William and I had never spoken of it before last night. ‘And for this, for what many men have done, ministers among them indeed, you were cast out from your brethren and they will never let you become a minister? Alexander, it is hypocrisy, and you should not bend to it. Why, Delgatie himself was a notorious adulterer in his younger days.’
I had heard this argument before, from Charles Thom, who had also guessed aright at the heart of the scandal. Jaffray had not argued in such a way, for he knew me better. ‘No, the hypocrisy has been mine, William. My Lord Hay is the head of a family, a magnate, a soldier, a leader of men. What he does in his bed or any other is of no consequence. Yet I sought to be a minister in God’s Kirk, to lead people from the path of damnation to the blessed assurance of righteousness. I knew what I did was wrong. And such was my arrogance in the face of God that I thought it did not matter because it was I who did it. And …’
‘And what?’
‘It was a betrayal. And my every memory of my whole life up to that point is coloured now by the knowledge of that betrayal. There is nothing in me that is not rotten.’

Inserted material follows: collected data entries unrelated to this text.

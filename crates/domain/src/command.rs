//! Command — a transient control request addressed to a single device.
//!
//! Commands are never persisted. They live for the duration of one
//! dispatch and leave behind a [`CommandOutcome`] plus, on success, one
//! telemetry event.

use serde::{Deserialize, Deserializer, Serialize};
use serde_json::{Map, Value};

use crate::id::CommandId;

/// Priority hint used when the caller does not provide one.
pub const DEFAULT_PRIORITY: &str = "normal";

/// A control request: an open-ended action name plus free-form parameters.
#[derive(Debug, Clone, PartialEq, Serialize, Deserialize)]
pub struct Command {
    pub action: String,
    #[serde(default, deserialize_with = "null_as_empty")]
    pub parameters: Map<String, Value>,
    #[serde(default = "default_priority", deserialize_with = "null_as_default_priority")]
    pub priority: String,
}

fn default_priority() -> String {
    DEFAULT_PRIORITY.to_string()
}

/// An explicit `null` means the same as an absent field.
fn null_as_empty<'de, D>(deserializer: D) -> Result<Map<String, Value>, D::Error>
where
    D: Deserializer<'de>,
{
    Option::<Map<String, Value>>::deserialize(deserializer).map(Option::unwrap_or_default)
}

fn null_as_default_priority<'de, D>(deserializer: D) -> Result<String, D::Error>
where
    D: Deserializer<'de>,
{
    Option::<String>::deserialize(deserializer)
        .map(|priority| priority.unwrap_or_else(default_priority))
}

impl Command {
    /// A command with no parameters and the default priority.
    #[must_use]
    pub fn new(action: impl Into<String>) -> Self {
        Self {
            action: action.into(),
            parameters: Map::new(),
            priority: default_priority(),
        }
    }

    #[must_use]
    pub fn with_parameter(mut self, key: impl Into<String>, value: impl Into<Value>) -> Self {
        self.parameters.insert(key.into(), value.into());
        self
    }

    #[must_use]
    pub fn with_priority(mut self, priority: impl Into<String>) -> Self {
        self.priority = priority.into();
        self
    }

    /// Look up a parameter by key.
    #[must_use]
    pub fn parameter(&self, key: &str) -> Option<&Value> {
        self.parameters.get(key)
    }
}

/// Acknowledgement that an upstream integration accepted a command.
///
/// Acceptance only means the upstream call succeeded, not that the
/// hardware reached the requested state.
#[derive(Debug, Clone, Copy, PartialEq, Eq)]
pub struct Ack {
    /// Name of the adapter that handled the command.
    pub adapter: &'static str,
}

/// Dispatch status reported back to the caller.
#[derive(Debug, Clone, Copy, PartialEq, Eq, Serialize, Deserialize)]
#[serde(rename_all = "lowercase")]
pub enum CommandStatus {
    Accepted,
}

/// What the caller gets back from a successful dispatch.
#[derive(Debug, Clone, PartialEq, Eq, Serialize, Deserialize)]
pub struct CommandOutcome {
    pub command_id: CommandId,
    pub status: CommandStatus,
    pub message: String,
}

impl CommandOutcome {
    /// A fresh "accepted" outcome with a new correlation id.
    #[must_use]
    pub fn accepted() -> Self {
        Self {
            command_id: CommandId::new(),
            status: CommandStatus::Accepted,
            message: "Command accepted for execution".to_string(),
        }
    }
}
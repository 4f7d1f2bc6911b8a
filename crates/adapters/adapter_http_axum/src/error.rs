//! HTTP error response mapping.

use axum::Json;
use axum::extract::rejection::JsonRejection;
use axum::http::StatusCode;
use axum::response::{IntoResponse, Response};
use serde::Serialize;

use devhub_domain::error::DevHubError;

/// JSON error body returned by API endpoints.
#[derive(Serialize)]
struct ErrorBody {
    success: bool,
    error: String,
}

/// Maps [`DevHubError`] (and malformed request bodies) to an HTTP
/// response with the appropriate status code.
#[derive(Debug)]
pub enum ApiError {
    Domain(DevHubError),
    BadRequest(String),
}

impl From<DevHubError> for ApiError {
    fn from(err: DevHubError) -> Self {
        Self::Domain(err)
    }
}

impl From<JsonRejection> for ApiError {
    fn from(rejection: JsonRejection) -> Self {
        Self::BadRequest(rejection.body_text())
    }
}

fn status_and_message(err: &DevHubError) -> (StatusCode, String) {
    match err {
        DevHubError::Validation(err) => (StatusCode::BAD_REQUEST, err.to_string()),
        DevHubError::NotFound(err) => (StatusCode::NOT_FOUND, err.to_string()),
        DevHubError::InvalidState(err) => (StatusCode::CONFLICT, err.to_string()),
        DevHubError::UnsupportedCommand(err) => {
            (StatusCode::UNPROCESSABLE_ENTITY, err.to_string())
        }
        DevHubError::DispatchFailed(err) => {
            tracing::warn!(error = %err, "upstream rejected the call");
            (StatusCode::BAD_GATEWAY, err.to_string())
        }
        DevHubError::ServiceUnavailable(err) => {
            tracing::warn!(error = %err, source = ?std::error::Error::source(err), "upstream unavailable");
            (StatusCode::SERVICE_UNAVAILABLE, err.to_string())
        }
        DevHubError::Storage(err) => {
            tracing::error!(error = %err, "storage error");
            (
                StatusCode::INTERNAL_SERVER_ERROR,
                "internal server error".to_string(),
            )
        }
    }
}

impl IntoResponse for ApiError {
    fn into_response(self) -> Response {
        let (status, message) = match &self {
            Self::Domain(err) => status_and_message(err),
            Self::BadRequest(message) => (StatusCode::BAD_REQUEST, message.clone()),
        };

        (
            status,
            Json(ErrorBody {
                success: false,
                error: message,
            }),
        )
            .into_response()
    }
}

William would not allow this. ‘No, I will not have it. You did what other men, worse men have done. You loved the girl and she you. God in his Providence decreed she should not be your wife. In that at least, you may be wretched, but you are not rotten, for it was no work of yours that killed Archie and took Katharine from you.’

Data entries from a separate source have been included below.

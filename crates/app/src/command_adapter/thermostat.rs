//! Thermostat adapter — drives the temperature service.

use devhub_domain::command::{Ack, Command};
use devhub_domain::error::{DevHubError, UnsupportedCommandError};
use devhub_domain::id::DeviceId;

use super::CommandAdapter;
use crate::ports::TemperatureService;

/// Translates `set_temperature` into a heat command on the temperature
/// service. The target is read from the `temperature` parameter.
pub struct ThermostatAdapter<T> {
    service: T,
}

impl<T> ThermostatAdapter<T> {
    pub fn new(service: T) -> Self {
        Self { service }
    }
}

impl<T: TemperatureService + Send + Sync> CommandAdapter for ThermostatAdapter<T> {
    const NAME: &'static str = "thermostat";

    #[tracing::instrument(skip(self, command), fields(action = %command.action))]
    async fn execute(&self, device_id: DeviceId, command: &Command) -> Result<Ack, DevHubError> {
        if command.action != "set_temperature" {
            return Err(unsupported(command, "unknown action"));
        }
        let target = command
            .parameter("temperature")
            .and_then(serde_json::Value::as_f64)
            .ok_or_else(|| {
                unsupported(command, "set_temperature requires a numeric temperature")
            })?;

        self.service
            .set_target_temperature(device_id, target)
            .await?;
        Ok(Ack { adapter: Self::NAME })
    }
}

fn unsupported(command: &Command, reason: &'static str) -> DevHubError {
    UnsupportedCommandError {
        family: "thermostat",
        action: command.action.clone(),
        reason,
    }
    .into()
}
//! Enrichment overlay — live fields merged onto a device view at read time.
//!
//! Overlays are response-only. They are never written back to the registry.

use serde::{Serialize, Serializer};
use serde_json::{Map, Value};

use crate::device::Device;

/// Overlay key carrying the light service's view of a lamp.
pub const LAMP_STATE: &str = "lamp_state";
/// Overlay key carrying the current reading for a thermostat's location.
pub const CURRENT_TEMPERATURE: &str = "current_temperature";

/// Ordered set of overlay fields.
#[derive(Debug, Clone, Default, PartialEq)]
pub struct Overlay(Map<String, Value>);

impl Overlay {
    #[must_use]
    pub fn new() -> Self {
        Self::default()
    }

    pub fn insert(&mut self, key: impl Into<String>, value: impl Into<Value>) {
        self.0.insert(key.into(), value.into());
    }

    #[must_use]
    pub fn get(&self, key: &str) -> Option<&Value> {
        self.0.get(key)
    }

    #[must_use]
    pub fn is_empty(&self) -> bool {
        self.0.is_empty()
    }
}

impl Serialize for Overlay {
    fn serialize<S: Serializer>(&self, serializer: S) -> Result<S::Ok, S::Error> {
        self.0.serialize(serializer)
    }
}

/// A device view together with whatever overlay could be gathered.
///
/// Serializes as a single flat object: the device fields followed by the
/// overlay fields.
#[derive(Debug, Clone, PartialEq, Serialize)]
pub struct EnrichedDevice {
    #[serde(flatten)]
    pub device: Device,
    #[serde(flatten)]
    pub overlay: Overlay,
}

impl EnrichedDevice {
    /// A view with no overlay, e.g. when the upstream source is down.
    #[must_use]
    pub fn bare(device: Device) -> Self {
        Self {
            device,
            overlay: Overlay::new(),
        }
    }
}

#[cfg(test)]
mod tests {
    use super::*;

    fn thermostat() -> Device {
        Device::builder()
            .name("Hall thermostat")
            .device_type("thermostat")
            .house_id("h1")
            .protocol("zigbee")
            .driver("drv1")
            .location("hall")
            .build()
            .unwrap()
    }

    #[test]
    fn should_flatten_overlay_next_to_device_fields() {
        let mut overlay = Overlay::new();
        overlay.insert(CURRENT_TEMPERATURE, 21.5);
        let view = EnrichedDevice {
            device: thermostat(),
            overlay,
        };

        let json = serde_json::to_value(&view).unwrap();
        assert_eq!(json["name"], "Hall thermostat");
        assert_eq!(json["current_temperature"], 21.5);
        assert!(json.get("overlay").is_none());
    }

    #[test]
    fn should_serialize_bare_view_like_the_device() {
        let device = thermostat();
        let view = EnrichedDevice::bare(device.clone());
        assert_eq!(
            serde_json::to_value(&view).unwrap(),
            serde_json::to_value(&device).unwrap()
        );
    }
}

If this had only been so, I might have found myself a more tolerable being. But it was not so. William did not know it; no one knew it, save myself and Katharine. I had had a chance, only a chance, to hold onto the shreds of my life and to make of it something new. But I had rejected it, left it in the gutter. For, on the day of my fall at Fordyce, Katharine too had ridden from Delgatie. She had taken the finest horse left in the stables and she had ridden as no woman before her could have ridden. It availed her nothing. She could not catch her father’s party; she could not overtake him or plead my cause before the brethren as she had sworn to her mother she would do. By the time she arrived at Fordyce the kirk and kirkyard were empty and the brethren gone. She asked all about, but no one could tell her where I was or which way I had gone. Eventually, she came across a pedlar who had seen me on the road to Sandend. It did not take her long to find me then. I was on foot, and my form as well known to her as her own. We had not seen each other since that early morning in her chamber at Delgatie. How often since then I had meditated on the words, taken from the book of Proverbs and painted on the beams of that room’s ceiling: ‘If thou does labour in honesty, the labour goes, the honour bides with thee. If thou does any vice allow, the shame remains when pleasure is ago.’ The shame was burning now into me, burning my eyes so I could scarcely see. And the shame engendered in me a kind of madness, I think. There on the road she slid from her mount and took a step towards me.